Saved entries:
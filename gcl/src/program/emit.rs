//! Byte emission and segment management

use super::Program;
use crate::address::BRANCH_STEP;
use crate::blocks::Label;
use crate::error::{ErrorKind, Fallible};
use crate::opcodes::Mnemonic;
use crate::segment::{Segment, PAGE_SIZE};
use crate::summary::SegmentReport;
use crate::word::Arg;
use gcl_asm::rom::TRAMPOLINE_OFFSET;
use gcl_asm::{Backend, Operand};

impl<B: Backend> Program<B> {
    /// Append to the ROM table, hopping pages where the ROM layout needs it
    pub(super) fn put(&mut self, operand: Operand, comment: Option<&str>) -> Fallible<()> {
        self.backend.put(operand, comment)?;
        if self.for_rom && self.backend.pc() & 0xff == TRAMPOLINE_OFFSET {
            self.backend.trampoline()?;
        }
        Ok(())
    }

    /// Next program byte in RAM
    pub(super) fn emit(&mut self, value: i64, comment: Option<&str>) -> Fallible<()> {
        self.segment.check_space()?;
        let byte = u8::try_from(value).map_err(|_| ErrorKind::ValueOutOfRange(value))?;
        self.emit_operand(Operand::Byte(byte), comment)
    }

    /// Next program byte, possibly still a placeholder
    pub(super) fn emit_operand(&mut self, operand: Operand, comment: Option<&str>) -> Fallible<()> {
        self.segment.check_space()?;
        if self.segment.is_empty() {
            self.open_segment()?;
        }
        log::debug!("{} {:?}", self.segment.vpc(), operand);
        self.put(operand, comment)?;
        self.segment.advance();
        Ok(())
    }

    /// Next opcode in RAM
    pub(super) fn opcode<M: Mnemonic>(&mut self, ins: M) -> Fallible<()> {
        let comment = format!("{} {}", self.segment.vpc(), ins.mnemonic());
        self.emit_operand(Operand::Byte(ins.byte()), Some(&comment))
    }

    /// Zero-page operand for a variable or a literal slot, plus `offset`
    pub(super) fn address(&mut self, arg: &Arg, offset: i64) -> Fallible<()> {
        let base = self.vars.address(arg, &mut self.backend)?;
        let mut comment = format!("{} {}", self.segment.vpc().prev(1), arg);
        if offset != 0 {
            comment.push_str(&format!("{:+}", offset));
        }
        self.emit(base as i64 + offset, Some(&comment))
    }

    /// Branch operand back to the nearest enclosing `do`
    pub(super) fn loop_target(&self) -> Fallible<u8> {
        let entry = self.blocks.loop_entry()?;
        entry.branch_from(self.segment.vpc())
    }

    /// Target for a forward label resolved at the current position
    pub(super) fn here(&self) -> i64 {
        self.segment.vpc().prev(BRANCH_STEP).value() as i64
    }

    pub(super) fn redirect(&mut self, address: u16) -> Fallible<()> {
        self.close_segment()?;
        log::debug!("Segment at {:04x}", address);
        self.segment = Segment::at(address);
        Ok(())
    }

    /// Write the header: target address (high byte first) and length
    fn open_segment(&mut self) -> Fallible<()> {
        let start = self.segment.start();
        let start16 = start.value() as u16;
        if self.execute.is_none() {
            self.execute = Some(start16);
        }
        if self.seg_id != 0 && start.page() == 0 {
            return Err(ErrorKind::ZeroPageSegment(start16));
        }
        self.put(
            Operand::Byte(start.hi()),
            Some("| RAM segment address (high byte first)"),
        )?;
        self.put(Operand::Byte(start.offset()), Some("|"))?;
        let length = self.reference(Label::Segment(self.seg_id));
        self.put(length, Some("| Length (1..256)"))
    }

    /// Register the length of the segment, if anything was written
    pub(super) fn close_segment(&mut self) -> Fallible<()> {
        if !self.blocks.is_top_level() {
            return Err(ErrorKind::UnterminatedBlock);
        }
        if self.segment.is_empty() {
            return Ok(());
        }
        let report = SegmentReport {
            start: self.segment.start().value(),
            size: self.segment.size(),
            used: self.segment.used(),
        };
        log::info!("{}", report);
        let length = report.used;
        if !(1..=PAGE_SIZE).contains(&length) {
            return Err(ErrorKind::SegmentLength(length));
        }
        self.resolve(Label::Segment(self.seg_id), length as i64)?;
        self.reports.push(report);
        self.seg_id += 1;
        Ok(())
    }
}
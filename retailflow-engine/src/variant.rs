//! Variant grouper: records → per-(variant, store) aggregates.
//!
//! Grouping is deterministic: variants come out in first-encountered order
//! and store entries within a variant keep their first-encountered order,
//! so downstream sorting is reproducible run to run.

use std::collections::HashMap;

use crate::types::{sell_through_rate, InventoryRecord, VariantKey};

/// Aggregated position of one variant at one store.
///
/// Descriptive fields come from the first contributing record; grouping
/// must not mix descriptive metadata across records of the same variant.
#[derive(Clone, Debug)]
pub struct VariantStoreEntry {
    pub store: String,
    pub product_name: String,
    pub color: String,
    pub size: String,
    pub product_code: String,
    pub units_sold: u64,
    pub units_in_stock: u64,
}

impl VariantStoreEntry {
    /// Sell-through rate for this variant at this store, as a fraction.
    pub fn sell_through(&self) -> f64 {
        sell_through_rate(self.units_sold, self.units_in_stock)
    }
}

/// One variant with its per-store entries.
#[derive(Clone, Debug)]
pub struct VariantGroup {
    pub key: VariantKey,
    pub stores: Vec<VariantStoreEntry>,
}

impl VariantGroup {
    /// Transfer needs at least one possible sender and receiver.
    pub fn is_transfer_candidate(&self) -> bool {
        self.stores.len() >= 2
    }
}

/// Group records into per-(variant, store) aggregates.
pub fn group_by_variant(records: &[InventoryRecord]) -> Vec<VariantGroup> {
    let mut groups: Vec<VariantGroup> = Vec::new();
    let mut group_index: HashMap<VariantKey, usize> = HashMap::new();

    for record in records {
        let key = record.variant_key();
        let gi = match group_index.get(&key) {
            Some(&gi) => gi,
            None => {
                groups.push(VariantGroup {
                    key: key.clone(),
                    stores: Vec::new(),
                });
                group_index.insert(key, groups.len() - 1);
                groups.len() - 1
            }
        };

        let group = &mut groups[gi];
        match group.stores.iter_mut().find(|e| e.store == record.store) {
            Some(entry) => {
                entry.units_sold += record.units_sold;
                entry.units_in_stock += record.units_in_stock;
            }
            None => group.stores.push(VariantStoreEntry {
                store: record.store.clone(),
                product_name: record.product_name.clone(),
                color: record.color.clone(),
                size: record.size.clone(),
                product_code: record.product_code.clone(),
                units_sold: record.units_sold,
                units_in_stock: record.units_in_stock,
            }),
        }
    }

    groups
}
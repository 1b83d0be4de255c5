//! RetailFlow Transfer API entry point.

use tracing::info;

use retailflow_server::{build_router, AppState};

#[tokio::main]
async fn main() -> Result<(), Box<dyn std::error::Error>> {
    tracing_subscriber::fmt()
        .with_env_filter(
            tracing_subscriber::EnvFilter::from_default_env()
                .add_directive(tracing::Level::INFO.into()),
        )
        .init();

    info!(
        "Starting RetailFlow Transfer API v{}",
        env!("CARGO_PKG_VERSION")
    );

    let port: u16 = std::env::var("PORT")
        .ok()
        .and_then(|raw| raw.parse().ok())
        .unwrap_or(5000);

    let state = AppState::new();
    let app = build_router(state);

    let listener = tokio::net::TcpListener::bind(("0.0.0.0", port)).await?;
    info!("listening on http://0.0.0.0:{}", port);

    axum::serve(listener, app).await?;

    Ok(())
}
* * *
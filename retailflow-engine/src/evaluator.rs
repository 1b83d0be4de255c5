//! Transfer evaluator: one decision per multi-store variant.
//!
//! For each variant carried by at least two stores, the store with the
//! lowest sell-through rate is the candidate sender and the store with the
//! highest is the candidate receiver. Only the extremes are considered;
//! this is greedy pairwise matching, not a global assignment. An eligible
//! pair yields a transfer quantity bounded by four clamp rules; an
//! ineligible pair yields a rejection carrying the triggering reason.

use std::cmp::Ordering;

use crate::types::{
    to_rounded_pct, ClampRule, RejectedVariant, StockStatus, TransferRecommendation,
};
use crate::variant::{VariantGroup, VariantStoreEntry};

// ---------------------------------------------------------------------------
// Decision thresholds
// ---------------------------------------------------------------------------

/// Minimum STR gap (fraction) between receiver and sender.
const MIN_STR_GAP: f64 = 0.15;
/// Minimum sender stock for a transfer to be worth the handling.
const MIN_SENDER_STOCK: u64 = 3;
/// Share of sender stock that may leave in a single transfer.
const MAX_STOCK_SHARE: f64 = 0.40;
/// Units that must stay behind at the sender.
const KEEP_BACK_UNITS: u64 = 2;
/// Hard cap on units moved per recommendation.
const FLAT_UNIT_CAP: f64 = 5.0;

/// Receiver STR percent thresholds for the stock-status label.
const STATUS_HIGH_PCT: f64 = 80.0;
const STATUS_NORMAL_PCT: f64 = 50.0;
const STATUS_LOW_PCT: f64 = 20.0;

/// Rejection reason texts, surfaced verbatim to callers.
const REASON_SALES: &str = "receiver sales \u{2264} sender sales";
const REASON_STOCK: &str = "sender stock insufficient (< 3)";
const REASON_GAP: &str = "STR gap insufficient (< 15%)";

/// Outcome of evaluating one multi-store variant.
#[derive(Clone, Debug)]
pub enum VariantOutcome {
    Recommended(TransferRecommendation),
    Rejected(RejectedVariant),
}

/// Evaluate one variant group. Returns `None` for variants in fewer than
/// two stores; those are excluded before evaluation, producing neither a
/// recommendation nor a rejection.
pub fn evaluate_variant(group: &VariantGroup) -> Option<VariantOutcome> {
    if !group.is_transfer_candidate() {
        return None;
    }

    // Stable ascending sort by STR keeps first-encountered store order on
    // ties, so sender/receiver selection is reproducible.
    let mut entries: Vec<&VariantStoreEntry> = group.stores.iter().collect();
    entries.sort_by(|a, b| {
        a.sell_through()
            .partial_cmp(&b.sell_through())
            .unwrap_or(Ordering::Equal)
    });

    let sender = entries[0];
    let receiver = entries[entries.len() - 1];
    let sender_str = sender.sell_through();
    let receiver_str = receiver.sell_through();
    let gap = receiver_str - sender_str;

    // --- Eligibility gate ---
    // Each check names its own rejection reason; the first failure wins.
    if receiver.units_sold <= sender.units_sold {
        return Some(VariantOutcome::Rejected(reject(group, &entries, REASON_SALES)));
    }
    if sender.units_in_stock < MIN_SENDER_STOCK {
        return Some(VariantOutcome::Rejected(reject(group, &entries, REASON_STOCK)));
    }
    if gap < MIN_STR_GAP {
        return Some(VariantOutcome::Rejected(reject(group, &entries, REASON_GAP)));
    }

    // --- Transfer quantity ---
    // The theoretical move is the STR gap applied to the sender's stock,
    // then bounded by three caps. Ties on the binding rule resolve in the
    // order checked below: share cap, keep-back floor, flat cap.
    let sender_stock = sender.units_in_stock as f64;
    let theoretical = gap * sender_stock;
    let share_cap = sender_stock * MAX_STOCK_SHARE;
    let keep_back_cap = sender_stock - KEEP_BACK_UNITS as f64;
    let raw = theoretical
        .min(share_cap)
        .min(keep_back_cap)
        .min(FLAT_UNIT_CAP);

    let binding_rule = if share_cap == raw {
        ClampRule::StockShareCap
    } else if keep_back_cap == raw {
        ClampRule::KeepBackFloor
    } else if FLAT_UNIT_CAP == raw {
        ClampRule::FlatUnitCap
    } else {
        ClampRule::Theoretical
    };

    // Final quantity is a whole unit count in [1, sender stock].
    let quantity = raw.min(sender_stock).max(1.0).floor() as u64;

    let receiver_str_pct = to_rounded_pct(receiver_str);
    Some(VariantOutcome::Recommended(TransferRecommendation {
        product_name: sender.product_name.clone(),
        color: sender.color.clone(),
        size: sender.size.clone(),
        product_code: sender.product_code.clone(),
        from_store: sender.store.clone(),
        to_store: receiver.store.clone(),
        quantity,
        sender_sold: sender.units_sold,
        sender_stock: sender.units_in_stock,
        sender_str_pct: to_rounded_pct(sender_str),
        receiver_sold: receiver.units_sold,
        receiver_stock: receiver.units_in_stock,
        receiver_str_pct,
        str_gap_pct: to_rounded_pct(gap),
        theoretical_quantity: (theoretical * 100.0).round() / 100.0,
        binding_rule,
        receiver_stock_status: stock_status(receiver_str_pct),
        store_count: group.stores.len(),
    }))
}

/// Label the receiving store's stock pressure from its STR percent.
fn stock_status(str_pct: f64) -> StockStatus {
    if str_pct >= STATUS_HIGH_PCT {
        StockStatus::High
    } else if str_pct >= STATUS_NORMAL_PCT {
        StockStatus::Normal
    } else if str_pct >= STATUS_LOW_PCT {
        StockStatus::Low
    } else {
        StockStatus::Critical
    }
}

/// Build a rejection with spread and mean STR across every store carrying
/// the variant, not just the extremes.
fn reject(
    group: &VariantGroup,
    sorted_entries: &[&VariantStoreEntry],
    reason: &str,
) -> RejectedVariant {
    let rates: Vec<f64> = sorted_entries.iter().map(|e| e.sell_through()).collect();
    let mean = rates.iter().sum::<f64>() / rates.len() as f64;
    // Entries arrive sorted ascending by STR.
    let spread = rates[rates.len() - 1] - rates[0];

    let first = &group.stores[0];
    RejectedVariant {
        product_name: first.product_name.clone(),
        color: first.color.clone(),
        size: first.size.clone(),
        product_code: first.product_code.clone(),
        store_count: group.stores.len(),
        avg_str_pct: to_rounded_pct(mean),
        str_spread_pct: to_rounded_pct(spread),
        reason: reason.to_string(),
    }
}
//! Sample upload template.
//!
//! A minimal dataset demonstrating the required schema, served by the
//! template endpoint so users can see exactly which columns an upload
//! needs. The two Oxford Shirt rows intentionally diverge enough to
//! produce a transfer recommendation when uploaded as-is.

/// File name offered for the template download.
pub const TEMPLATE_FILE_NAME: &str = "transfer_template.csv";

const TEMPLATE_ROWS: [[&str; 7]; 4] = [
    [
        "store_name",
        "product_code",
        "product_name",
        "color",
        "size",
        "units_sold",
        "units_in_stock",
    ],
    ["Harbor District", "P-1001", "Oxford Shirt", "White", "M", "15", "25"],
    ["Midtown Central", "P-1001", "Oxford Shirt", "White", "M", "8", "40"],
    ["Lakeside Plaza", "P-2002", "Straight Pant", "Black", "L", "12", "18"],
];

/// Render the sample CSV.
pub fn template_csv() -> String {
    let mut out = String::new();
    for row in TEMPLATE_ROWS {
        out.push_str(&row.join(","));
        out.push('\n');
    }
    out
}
==
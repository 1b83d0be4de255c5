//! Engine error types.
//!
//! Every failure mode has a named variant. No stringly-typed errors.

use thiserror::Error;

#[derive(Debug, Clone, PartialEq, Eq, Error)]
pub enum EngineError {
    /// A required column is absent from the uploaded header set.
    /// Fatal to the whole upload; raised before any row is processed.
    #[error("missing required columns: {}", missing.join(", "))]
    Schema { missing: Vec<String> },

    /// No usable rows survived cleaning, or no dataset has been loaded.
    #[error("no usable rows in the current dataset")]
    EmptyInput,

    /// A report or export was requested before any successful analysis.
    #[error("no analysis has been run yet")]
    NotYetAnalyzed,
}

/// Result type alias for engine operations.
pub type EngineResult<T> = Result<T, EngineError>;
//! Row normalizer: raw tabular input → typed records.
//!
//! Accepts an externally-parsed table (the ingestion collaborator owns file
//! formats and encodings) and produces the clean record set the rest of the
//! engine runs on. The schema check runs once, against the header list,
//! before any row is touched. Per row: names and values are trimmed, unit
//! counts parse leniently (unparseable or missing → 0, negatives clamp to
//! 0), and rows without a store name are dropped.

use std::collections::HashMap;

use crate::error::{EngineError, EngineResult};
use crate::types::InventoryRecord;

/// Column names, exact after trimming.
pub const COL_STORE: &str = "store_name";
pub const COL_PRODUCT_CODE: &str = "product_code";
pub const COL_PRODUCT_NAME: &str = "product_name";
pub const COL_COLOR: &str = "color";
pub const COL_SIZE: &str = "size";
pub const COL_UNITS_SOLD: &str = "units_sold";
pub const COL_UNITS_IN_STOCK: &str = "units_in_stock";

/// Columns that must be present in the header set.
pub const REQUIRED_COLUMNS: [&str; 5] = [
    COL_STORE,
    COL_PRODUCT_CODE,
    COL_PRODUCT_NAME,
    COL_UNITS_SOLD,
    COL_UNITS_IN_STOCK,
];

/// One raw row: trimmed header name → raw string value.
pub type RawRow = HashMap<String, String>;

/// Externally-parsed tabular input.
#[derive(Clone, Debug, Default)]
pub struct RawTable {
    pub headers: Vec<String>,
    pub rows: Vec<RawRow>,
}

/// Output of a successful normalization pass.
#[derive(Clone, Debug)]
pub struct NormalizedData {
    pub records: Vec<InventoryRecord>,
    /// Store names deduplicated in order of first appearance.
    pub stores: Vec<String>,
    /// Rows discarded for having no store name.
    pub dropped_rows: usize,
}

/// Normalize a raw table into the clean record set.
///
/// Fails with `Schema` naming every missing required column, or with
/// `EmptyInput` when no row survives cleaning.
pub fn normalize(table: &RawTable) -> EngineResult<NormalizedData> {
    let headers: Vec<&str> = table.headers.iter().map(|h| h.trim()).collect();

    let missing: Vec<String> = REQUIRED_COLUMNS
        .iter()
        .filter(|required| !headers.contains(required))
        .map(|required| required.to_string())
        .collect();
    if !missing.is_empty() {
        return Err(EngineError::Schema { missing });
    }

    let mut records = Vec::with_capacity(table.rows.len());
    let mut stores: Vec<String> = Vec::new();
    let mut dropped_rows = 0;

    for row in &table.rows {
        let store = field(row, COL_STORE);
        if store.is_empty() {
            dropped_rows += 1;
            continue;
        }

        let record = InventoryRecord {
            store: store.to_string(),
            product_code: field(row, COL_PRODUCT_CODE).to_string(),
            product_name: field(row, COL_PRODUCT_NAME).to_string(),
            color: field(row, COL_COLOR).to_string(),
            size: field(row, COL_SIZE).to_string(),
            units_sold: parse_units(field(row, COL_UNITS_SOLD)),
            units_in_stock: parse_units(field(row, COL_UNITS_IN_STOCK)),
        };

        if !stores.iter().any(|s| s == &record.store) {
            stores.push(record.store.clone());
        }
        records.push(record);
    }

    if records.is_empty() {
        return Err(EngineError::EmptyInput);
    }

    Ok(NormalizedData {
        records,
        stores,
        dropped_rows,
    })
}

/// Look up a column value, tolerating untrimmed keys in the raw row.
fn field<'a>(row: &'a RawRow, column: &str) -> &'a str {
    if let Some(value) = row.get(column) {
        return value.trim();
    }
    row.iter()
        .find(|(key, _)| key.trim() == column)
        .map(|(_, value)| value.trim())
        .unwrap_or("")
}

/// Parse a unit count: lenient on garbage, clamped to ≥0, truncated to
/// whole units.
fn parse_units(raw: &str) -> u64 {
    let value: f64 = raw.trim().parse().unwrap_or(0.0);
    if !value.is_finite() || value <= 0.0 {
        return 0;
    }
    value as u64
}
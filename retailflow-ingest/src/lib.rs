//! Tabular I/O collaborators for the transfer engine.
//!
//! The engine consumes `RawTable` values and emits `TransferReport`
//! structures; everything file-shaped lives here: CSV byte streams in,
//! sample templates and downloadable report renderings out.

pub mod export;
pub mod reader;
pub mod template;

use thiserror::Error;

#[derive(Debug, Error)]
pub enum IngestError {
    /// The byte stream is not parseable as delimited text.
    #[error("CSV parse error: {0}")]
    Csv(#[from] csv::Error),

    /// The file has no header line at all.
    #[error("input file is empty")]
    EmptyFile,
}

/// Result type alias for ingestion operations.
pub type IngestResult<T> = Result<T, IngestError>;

__INSTRUCTIONS TO FOLLOW__
Transcribe the records above from the line holding "return Ok(());" down to the line holding "let length = report.used;", inclusive, without adding anything.

__RESPONSE TO THE EXERCISE__
            return Ok(());
        }
        let report = SegmentReport {
            start: self.segment.start().value(),
            size: self.segment.size(),
            used: self.segment.used(),
        };
        log::info!("{}", report);
        let length = report.used;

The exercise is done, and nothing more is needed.